* _What is being asked_
Which lines of the data contain the string "current"? Show each of them.

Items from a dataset
pub mod entitlement;
mod ids;
mod question;
mod report;
mod topic;

pub use entitlement::{DenyReason, EntitlementRecord};
pub use ids::{ChoiceId, ParseIdError, QuestionId, TopicId, UserId};
pub use question::{
    Choice, ChoiceDraft, ImageUrl, Question, QuestionDraft, QuestionError, QuestionImage,
};
pub use report::{ChoiceSummary, QuestionOutcome, ScoreReport};
pub use topic::{Topic, TopicError, TopicSlug, TopicSummary};
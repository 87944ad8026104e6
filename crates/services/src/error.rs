//! Shared error types for the services crate.

use thiserror::Error;

use exam_core::model::{ChoiceId, QuestionId, TopicError, TopicSlug};
use storage::repository::StorageError;

use crate::access::AccessStatus;

/// Errors emitted by `QuestionBankLoader`.
///
/// All variants are terminal for the attempt; callers show the message as-is.
#[derive(Debug, Error)]
#[non_exhaustive]
pub enum BankError {
    #[error("missing topic slug")]
    InvalidSlug(#[source] TopicError),
    #[error("topic not found for slug: {0}")]
    TopicNotFound(TopicSlug),
    #[error("loading cancelled")]
    Cancelled,
    #[error(transparent)]
    Fetch(#[from] StorageError),
}

/// Failure to fetch a single image. Never fails a session.
#[derive(Debug, Error)]
#[non_exhaustive]
pub enum FetchError {
    #[error("not an absolute url: {0}")]
    InvalidUrl(String),
    #[error("image request failed with status {0}")]
    HttpStatus(reqwest::StatusCode),
    #[error(transparent)]
    Http(#[from] reqwest::Error),
}

/// Errors emitted by `ExamSession`.
#[derive(Debug, Error, Clone, PartialEq, Eq)]
#[non_exhaustive]
pub enum SessionError {
    #[error("no questions in this session")]
    Empty,
    #[error("session already finished")]
    Finished,
    #[error("select an answer before moving on")]
    NoSelection,
    #[error("choice {choice} does not belong to question {question}")]
    UnknownChoice {
        question: QuestionId,
        choice: ChoiceId,
    },
}

/// Errors emitted by `ExamFlow`.
#[derive(Debug, Error)]
#[non_exhaustive]
pub enum FlowError {
    #[error("access denied: {0}")]
    AccessDenied(AccessStatus),
    #[error("no topic loaded")]
    NoTopic,
    #[error("choose between a capped sample and all questions first")]
    SampleChoiceRequired,
    #[error("no session in progress")]
    NoSession,
    #[error("image preload was superseded")]
    Superseded,
    #[error(transparent)]
    Bank(#[from] BankError),
    #[error(transparent)]
    Session(#[from] SessionError),
}

/// Errors emitted while bootstrapping app services.
#[derive(Debug, Error)]
#[non_exhaustive]
pub enum AppServicesError {
    #[error(transparent)]
    Sqlite(#[from] storage::sqlite::SqliteInitError),
}
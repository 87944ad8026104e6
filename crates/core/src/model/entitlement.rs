use chrono::{DateTime, Utc};
use serde::{Deserialize, Serialize};
use std::fmt;

use crate::model::ids::UserId;

/// Why a signed-in user may not start an assessment.
#[derive(Debug, Clone, Copy, PartialEq, Eq, Hash, Serialize, Deserialize)]
#[serde(rename_all = "snake_case")]
pub enum DenyReason {
    /// No entitlement record exists for the user.
    MissingRow,
    /// The record was explicitly deactivated.
    Inactive,
    /// The record's expiry is not in the future.
    Expired,
    /// The entitlement lookup itself failed.
    Blocked,
}

impl DenyReason {
    #[must_use]
    pub fn as_str(self) -> &'static str {
        match self {
            DenyReason::MissingRow => "missing_row",
            DenyReason::Inactive => "inactive",
            DenyReason::Expired => "expired",
            DenyReason::Blocked => "blocked",
        }
    }
}

impl fmt::Display for DenyReason {
    fn fmt(&self, f: &mut fmt::Formatter<'_>) -> fmt::Result {
        f.write_str(self.as_str())
    }
}

/// Access grant owned by the external store. Read-only here.
#[derive(Debug, Clone, PartialEq, Eq)]
pub struct EntitlementRecord {
    pub user_id: UserId,
    pub active: bool,
    pub never_expires: bool,
    pub expires_at: Option<DateTime<Utc>>,
    pub note: Option<String>,
}

impl EntitlementRecord {
    /// Validity is derived: `active && (never_expires || expires_at > now)`.
    ///
    /// # Errors
    ///
    /// Returns `DenyReason::Inactive` or `DenyReason::Expired`.
    pub fn check(&self, now: DateTime<Utc>) -> Result<(), DenyReason> {
        if !self.active {
            return Err(DenyReason::Inactive);
        }
        if self.never_expires {
            return Ok(());
        }
        match self.expires_at {
            Some(at) if at > now => Ok(()),
            _ => Err(DenyReason::Expired),
        }
    }
}

/// Applies the validity rule to an optional record.
///
/// # Errors
///
/// Returns `DenyReason::MissingRow` when there is no record, otherwise the
/// reason produced by [`EntitlementRecord::check`].
pub fn evaluate(record: Option<&EntitlementRecord>, now: DateTime<Utc>) -> Result<(), DenyReason> {
    record.map_or(Err(DenyReason::MissingRow), |r| r.check(now))
}
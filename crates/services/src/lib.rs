#![forbid(unsafe_code)]

pub mod access;
pub mod app_services;
pub mod config;
pub mod error;
pub mod preload;
pub mod sessions;

pub use exam_core::Clock;

pub use access::{AccessGate, AccessStatus, GateSubscription, StatusWatch};
pub use app_services::AppServices;
pub use config::ExamConfig;
pub use error::{AppServicesError, BankError, FetchError, FlowError, SessionError};
pub use preload::{
    AssetPreloader, HttpImageFetcher, ImageCache, ImageFetcher, ImageState, PreloadOutcome,
    PreloadProgress,
};
pub use sessions::{
    Advance, ExamFlow, ExamSession, ExamView, QuestionBank, QuestionBankLoader, RestartMode,
    SampleMode, SessionPhase, SessionProgress,
};
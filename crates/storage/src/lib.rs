#![forbid(unsafe_code)]

pub mod auth;
pub mod repository;
pub mod rows;
pub mod sqlite;

pub use repository::{Storage, StorageError};
use std::sync::{Arc, Mutex, PoisonError};

use exam_core::model::{ImageUrl, Question, Topic, TopicSlug, TopicSummary};
use storage::repository::QuestionBankRepository;
use tokio_util::sync::CancellationToken;

use crate::error::BankError;

/// A topic with its full question list, choices in authored order.
#[derive(Debug, Clone, PartialEq, Eq)]
pub struct QuestionBank {
    topic: Topic,
    questions: Vec<Question>,
}

impl QuestionBank {
    #[must_use]
    pub fn new(topic: Topic, mut questions: Vec<Question>) -> Self {
        for question in &mut questions {
            question.sort_choices();
        }
        Self { topic, questions }
    }

    #[must_use]
    pub fn topic(&self) -> &Topic {
        &self.topic
    }

    #[must_use]
    pub fn questions(&self) -> &[Question] {
        &self.questions
    }

    #[must_use]
    pub fn len(&self) -> usize {
        self.questions.len()
    }

    #[must_use]
    pub fn is_empty(&self) -> bool {
        self.questions.is_empty()
    }
}

/// Distinct image urls of `questions`, in first-seen order.
#[must_use]
pub fn image_urls(questions: &[Question]) -> Vec<ImageUrl> {
    let mut urls: Vec<ImageUrl> = Vec::new();
    for question in questions {
        if let Some(image) = question.image() {
            if !urls.contains(&image.url) {
                urls.push(image.url.clone());
            }
        }
    }
    urls
}

/// Fetches a topic and its questions.
///
/// Clones share the current topic token, so a topic started through one
/// clone supersedes work started through any other.
#[derive(Clone)]
pub struct QuestionBankLoader {
    repo: Arc<dyn QuestionBankRepository>,
    current: Arc<Mutex<CancellationToken>>,
}

impl QuestionBankLoader {
    #[must_use]
    pub fn new(repo: Arc<dyn QuestionBankRepository>) -> Self {
        Self {
            repo,
            current: Arc::new(Mutex::new(CancellationToken::new())),
        }
    }

    /// Make a new topic current and cancel the token of the previous one.
    #[must_use]
    pub fn start_topic(&self) -> CancellationToken {
        let token = CancellationToken::new();
        let previous = std::mem::replace(
            &mut *self.current.lock().unwrap_or_else(PoisonError::into_inner),
            token.clone(),
        );
        previous.cancel();
        token
    }

    /// Load the bank for `slug`. No randomization happens here.
    ///
    /// # Errors
    ///
    /// Returns `BankError::InvalidSlug` for a blank slug, `TopicNotFound` for an
    /// unknown one, `Cancelled` if `cancel` fires first, and `Fetch` when the
    /// store fails. None of these are retried.
    pub async fn load(
        &self,
        slug: &str,
        cancel: &CancellationToken,
    ) -> Result<QuestionBank, BankError> {
        let slug = TopicSlug::new(slug).map_err(BankError::InvalidSlug)?;
        if cancel.is_cancelled() {
            return Err(BankError::Cancelled);
        }

        let topic = cancel
            .run_until_cancelled(self.repo.find_topic(&slug))
            .await
            .ok_or(BankError::Cancelled)??
            .ok_or_else(|| BankError::TopicNotFound(slug.clone()))?;

        let questions = cancel
            .run_until_cancelled(self.repo.list_questions(topic.id()))
            .await
            .ok_or(BankError::Cancelled)??;

        tracing::debug!(topic = %slug, questions = questions.len(), "question bank loaded");
        Ok(QuestionBank::new(topic, questions))
    }

    /// Topic catalog with question counts.
    ///
    /// # Errors
    ///
    /// Returns `BankError::Fetch` when the store fails.
    pub async fn catalog(&self) -> Result<Vec<TopicSummary>, BankError> {
        Ok(self.repo.list_topics().await?)
    }
}

#[cfg(test)]
mod tests {
    use super::*;
    use exam_core::model::{ChoiceDraft, ChoiceId, QuestionDraft, QuestionId, TopicId};
    use storage::repository::InMemoryRepository;

    fn question(id: u64, image: Option<&str>, orders: &[Option<i64>]) -> Question {
        QuestionDraft {
            id: QuestionId::new(id),
            topic_id: TopicId::new(1),
            text: format!("Q{id}"),
            multiple: true,
            image_url: image.map(str::to_owned),
            image_alt: None,
            explanation: None,
            sort_order: None,
            choices: orders
                .iter()
                .enumerate()
                .map(|(i, order)| ChoiceDraft {
                    id: ChoiceId::new(id * 10 + i as u64),
                    text: format!("c{i}"),
                    is_correct: true,
                    sort_order: *order,
                })
                .collect(),
        }
        .validate()
        .unwrap()
    }

    async fn seeded() -> InMemoryRepository {
        let repo = InMemoryRepository::new();
        let topic = Topic::new(
            TopicId::new(1),
            TopicSlug::new("roads").unwrap(),
            "Roads",
            None,
            0,
        )
        .unwrap();
        repo.upsert_topic(&topic).await.unwrap();
        repo.upsert_question(&question(1, None, &[Some(3), None, Some(1), None]))
            .await
            .unwrap();
        repo
    }

    #[tokio::test]
    async fn load_sorts_choices_with_missing_order_as_zero() {
        let loader = QuestionBankLoader::new(Arc::new(seeded().await));
        let bank = loader.load("roads", &CancellationToken::new()).await.unwrap();

        let ids: Vec<u64> = bank.questions()[0]
            .choices()
            .iter()
            .map(|c| c.id().value())
            .collect();
        assert_eq!(ids, vec![11, 13, 12, 10]);
    }

    #[tokio::test]
    async fn blank_slug_is_rejected() {
        let loader = QuestionBankLoader::new(Arc::new(seeded().await));
        let err = loader.load("  ", &CancellationToken::new()).await.unwrap_err();
        assert!(matches!(err, BankError::InvalidSlug(_)));
    }

    #[tokio::test]
    async fn unknown_topic_names_the_slug() {
        let loader = QuestionBankLoader::new(Arc::new(seeded().await));
        let err = loader
            .load("nowhere", &CancellationToken::new())
            .await
            .unwrap_err();
        assert_eq!(err.to_string(), "topic not found for slug: nowhere");
    }

    #[tokio::test]
    async fn cancelled_token_stops_the_load() {
        let loader = QuestionBankLoader::new(Arc::new(seeded().await));
        let cancel = CancellationToken::new();
        cancel.cancel();
        let err = loader.load("roads", &cancel).await.unwrap_err();
        assert!(matches!(err, BankError::Cancelled));
    }

    #[test]
    fn image_urls_are_deduplicated() {
        let questions = vec![
            question(1, Some("https://a/1.png"), &[None]),
            question(2, None, &[None]),
            question(3, Some("https://a/1.png"), &[None]),
            question(4, Some("https://a/2.png"), &[None]),
        ];
        let urls = image_urls(&questions);
        let urls: Vec<&str> = urls.iter().map(ImageUrl::as_str).collect();
        assert_eq!(urls, vec!["https://a/1.png", "https://a/2.png"]);
    }

    #[test]
    fn starting_a_topic_cancels_the_one_before_across_clones() {
        let loader = QuestionBankLoader::new(Arc::new(InMemoryRepository::new()));
        let other = loader.clone();

        let first = loader.start_topic();
        assert!(!first.is_cancelled());
        let second = other.start_topic();
        assert!(first.is_cancelled());
        assert!(!second.is_cancelled());
    }
}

* _Result for this exercise_
/// Clones share the current topic token, so a topic started through one
    current: Arc<Mutex<CancellationToken>>,
            current: Arc::new(Mutex::new(CancellationToken::new())),
    /// Make a new topic current and cancel the token of the previous one.
            &mut *self.current.lock().unwrap_or_else(PoisonError::into_inner),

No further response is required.